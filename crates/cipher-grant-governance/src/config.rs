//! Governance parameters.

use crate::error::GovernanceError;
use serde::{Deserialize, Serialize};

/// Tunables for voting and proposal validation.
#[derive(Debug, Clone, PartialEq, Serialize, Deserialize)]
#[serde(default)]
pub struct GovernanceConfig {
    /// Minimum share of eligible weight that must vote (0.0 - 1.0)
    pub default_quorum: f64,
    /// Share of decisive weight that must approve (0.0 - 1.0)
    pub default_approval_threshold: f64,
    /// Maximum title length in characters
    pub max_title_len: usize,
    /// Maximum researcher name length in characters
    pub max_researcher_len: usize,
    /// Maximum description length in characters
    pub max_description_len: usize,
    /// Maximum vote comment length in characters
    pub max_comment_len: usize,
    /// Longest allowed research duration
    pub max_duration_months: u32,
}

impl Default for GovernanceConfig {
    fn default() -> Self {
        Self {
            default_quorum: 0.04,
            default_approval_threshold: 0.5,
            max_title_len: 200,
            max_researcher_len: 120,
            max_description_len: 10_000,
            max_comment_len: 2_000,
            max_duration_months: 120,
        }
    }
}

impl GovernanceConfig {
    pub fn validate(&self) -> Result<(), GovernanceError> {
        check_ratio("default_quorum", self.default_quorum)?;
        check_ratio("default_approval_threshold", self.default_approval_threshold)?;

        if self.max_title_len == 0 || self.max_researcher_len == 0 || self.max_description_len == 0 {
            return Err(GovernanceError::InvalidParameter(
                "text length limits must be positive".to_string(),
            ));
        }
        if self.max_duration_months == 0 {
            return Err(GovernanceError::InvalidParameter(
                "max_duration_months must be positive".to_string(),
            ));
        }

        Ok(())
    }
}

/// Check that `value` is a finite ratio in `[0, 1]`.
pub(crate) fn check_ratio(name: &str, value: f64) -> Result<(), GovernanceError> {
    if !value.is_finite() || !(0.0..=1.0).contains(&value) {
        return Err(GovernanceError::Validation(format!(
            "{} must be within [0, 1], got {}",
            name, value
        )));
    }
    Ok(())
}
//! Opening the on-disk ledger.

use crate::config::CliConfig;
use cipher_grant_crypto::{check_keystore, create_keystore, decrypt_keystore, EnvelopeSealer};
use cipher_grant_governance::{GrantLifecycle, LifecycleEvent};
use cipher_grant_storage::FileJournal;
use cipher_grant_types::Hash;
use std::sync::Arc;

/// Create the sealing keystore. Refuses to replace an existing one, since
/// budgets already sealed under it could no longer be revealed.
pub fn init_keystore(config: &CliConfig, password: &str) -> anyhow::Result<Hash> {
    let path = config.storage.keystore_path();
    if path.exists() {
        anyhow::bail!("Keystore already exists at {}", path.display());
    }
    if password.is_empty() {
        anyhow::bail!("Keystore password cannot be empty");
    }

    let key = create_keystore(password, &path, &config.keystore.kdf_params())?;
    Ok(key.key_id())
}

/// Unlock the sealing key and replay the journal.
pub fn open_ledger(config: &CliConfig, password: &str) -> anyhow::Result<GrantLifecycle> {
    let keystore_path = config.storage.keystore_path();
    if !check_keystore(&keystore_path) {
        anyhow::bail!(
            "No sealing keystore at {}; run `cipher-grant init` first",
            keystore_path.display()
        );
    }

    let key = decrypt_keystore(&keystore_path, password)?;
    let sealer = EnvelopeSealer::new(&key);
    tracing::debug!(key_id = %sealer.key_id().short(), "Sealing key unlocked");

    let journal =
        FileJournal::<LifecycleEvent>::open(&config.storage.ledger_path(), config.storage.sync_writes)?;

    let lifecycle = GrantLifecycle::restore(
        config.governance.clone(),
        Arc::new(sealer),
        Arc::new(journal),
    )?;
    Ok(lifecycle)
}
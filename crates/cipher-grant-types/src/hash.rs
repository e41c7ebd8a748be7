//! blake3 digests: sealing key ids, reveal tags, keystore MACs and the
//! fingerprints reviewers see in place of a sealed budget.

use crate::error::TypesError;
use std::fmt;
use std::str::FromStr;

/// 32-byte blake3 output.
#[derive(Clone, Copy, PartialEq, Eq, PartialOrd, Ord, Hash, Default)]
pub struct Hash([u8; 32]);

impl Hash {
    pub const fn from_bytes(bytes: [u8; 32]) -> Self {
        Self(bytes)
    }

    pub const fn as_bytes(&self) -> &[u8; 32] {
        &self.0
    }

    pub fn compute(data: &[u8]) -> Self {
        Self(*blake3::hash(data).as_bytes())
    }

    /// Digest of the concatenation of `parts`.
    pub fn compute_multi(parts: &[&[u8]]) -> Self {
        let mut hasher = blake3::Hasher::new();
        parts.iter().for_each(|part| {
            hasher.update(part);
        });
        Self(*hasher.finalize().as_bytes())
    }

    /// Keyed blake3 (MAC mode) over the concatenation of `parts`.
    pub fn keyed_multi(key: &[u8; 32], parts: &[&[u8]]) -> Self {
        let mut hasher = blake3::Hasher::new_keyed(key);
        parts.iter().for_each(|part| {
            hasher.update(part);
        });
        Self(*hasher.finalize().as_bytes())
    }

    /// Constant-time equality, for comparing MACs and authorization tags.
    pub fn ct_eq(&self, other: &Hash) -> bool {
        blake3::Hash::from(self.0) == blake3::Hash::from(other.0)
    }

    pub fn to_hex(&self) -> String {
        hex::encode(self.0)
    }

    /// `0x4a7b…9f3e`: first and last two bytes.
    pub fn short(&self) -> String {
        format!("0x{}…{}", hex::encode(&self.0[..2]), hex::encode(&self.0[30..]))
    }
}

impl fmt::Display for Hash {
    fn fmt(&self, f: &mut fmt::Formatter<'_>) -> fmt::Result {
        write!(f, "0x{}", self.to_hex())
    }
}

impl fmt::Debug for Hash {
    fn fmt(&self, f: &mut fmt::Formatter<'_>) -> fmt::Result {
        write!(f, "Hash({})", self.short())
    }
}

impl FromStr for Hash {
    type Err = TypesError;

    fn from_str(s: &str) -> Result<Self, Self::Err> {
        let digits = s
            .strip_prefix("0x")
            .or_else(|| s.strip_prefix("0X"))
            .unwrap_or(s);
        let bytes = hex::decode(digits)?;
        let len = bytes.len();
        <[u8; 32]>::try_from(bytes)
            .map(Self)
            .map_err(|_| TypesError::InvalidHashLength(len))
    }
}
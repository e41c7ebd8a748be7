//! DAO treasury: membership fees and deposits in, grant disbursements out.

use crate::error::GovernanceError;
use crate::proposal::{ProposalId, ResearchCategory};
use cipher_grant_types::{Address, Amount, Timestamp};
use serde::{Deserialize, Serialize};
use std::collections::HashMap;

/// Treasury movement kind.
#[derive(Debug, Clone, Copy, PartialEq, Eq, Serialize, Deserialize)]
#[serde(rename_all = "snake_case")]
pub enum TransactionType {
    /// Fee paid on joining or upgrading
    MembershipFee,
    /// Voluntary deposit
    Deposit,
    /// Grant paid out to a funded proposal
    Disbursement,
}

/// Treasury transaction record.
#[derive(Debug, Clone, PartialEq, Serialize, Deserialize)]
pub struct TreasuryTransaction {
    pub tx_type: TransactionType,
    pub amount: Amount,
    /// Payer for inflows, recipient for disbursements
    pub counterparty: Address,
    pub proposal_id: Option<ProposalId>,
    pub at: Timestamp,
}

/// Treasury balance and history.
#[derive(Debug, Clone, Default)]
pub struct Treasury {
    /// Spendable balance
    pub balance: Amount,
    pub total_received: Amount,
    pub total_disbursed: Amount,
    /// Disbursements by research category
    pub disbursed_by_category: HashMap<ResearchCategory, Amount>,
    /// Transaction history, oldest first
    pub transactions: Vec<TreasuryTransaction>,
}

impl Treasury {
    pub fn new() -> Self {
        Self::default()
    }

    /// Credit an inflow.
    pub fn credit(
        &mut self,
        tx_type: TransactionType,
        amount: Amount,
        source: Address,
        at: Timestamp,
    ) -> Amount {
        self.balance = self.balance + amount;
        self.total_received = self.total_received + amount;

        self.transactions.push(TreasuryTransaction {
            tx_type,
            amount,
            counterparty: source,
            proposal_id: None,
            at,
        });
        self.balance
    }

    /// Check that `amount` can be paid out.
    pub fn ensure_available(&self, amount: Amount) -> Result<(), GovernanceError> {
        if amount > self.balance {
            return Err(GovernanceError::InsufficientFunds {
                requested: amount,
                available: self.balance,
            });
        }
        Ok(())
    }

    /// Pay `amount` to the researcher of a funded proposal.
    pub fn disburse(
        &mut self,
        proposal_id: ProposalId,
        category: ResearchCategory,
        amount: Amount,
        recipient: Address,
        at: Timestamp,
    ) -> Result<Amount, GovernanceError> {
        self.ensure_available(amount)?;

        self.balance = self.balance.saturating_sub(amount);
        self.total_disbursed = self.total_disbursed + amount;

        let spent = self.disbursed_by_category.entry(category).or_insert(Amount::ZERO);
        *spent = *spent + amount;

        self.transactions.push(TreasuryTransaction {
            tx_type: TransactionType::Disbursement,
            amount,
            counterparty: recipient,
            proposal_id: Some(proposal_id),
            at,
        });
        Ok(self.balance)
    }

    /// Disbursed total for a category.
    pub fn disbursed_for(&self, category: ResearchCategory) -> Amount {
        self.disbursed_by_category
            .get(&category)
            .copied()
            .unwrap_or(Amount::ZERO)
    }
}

......

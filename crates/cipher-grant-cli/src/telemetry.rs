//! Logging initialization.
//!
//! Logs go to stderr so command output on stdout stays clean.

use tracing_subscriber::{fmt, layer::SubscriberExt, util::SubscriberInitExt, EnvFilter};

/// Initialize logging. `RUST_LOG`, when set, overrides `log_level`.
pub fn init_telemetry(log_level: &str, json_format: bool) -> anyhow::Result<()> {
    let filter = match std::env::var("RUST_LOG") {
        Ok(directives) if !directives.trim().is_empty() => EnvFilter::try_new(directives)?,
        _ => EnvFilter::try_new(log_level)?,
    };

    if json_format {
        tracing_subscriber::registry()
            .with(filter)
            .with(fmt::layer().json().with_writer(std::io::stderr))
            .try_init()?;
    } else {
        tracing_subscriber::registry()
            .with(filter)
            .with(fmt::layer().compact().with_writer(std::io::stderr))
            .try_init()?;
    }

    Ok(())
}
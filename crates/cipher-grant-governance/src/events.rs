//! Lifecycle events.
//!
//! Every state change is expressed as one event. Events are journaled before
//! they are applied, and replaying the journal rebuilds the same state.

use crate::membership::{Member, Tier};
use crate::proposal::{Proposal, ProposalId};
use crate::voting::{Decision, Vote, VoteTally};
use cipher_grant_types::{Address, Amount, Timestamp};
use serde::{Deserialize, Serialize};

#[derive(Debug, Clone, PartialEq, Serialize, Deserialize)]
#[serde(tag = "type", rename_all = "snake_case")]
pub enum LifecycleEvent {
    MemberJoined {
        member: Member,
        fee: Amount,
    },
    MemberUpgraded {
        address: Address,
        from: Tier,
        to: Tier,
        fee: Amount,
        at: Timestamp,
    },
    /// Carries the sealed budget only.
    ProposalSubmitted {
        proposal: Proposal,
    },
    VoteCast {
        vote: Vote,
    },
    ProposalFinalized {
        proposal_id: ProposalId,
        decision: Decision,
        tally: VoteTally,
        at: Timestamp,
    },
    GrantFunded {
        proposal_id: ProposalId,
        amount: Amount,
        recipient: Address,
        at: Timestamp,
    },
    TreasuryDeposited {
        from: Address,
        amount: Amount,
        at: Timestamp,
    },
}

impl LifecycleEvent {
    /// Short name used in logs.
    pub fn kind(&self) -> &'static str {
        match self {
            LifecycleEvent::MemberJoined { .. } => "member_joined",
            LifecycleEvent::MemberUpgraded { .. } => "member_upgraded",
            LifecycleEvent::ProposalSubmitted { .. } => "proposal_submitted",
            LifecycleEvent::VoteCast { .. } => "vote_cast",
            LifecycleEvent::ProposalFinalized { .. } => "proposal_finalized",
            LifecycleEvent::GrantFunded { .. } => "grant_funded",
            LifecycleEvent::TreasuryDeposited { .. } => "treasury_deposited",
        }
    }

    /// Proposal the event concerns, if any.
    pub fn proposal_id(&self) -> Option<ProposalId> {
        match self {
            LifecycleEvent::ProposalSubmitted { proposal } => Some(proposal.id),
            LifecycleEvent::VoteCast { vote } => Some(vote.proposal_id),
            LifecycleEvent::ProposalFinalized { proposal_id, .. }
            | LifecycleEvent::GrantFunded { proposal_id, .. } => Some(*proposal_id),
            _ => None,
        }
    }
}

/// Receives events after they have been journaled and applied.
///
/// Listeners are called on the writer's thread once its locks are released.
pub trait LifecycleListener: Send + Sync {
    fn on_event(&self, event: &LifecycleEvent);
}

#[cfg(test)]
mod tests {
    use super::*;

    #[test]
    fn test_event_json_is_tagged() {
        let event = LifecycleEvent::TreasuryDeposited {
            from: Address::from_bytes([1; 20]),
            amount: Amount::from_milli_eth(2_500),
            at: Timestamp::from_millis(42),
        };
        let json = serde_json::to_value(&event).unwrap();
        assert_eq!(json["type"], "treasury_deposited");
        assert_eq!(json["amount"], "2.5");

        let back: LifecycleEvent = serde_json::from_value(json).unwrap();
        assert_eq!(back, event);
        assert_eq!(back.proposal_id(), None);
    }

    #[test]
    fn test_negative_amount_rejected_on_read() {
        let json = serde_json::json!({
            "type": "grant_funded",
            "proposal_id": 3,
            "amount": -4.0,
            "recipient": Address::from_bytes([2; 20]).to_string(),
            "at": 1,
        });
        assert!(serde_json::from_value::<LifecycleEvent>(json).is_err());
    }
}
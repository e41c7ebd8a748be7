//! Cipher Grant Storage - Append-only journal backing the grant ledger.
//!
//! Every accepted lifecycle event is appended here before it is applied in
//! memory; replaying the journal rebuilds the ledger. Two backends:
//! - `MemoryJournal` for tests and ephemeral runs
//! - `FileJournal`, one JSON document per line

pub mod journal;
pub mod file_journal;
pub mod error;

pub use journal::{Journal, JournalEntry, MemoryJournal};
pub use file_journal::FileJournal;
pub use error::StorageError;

......

**Required action**
Report all lines above with "characters".

**Task solution**
    /// Maximum title length in characters
    /// Maximum researcher name length in characters
    /// Maximum description length in characters
    /// Maximum vote comment length in characters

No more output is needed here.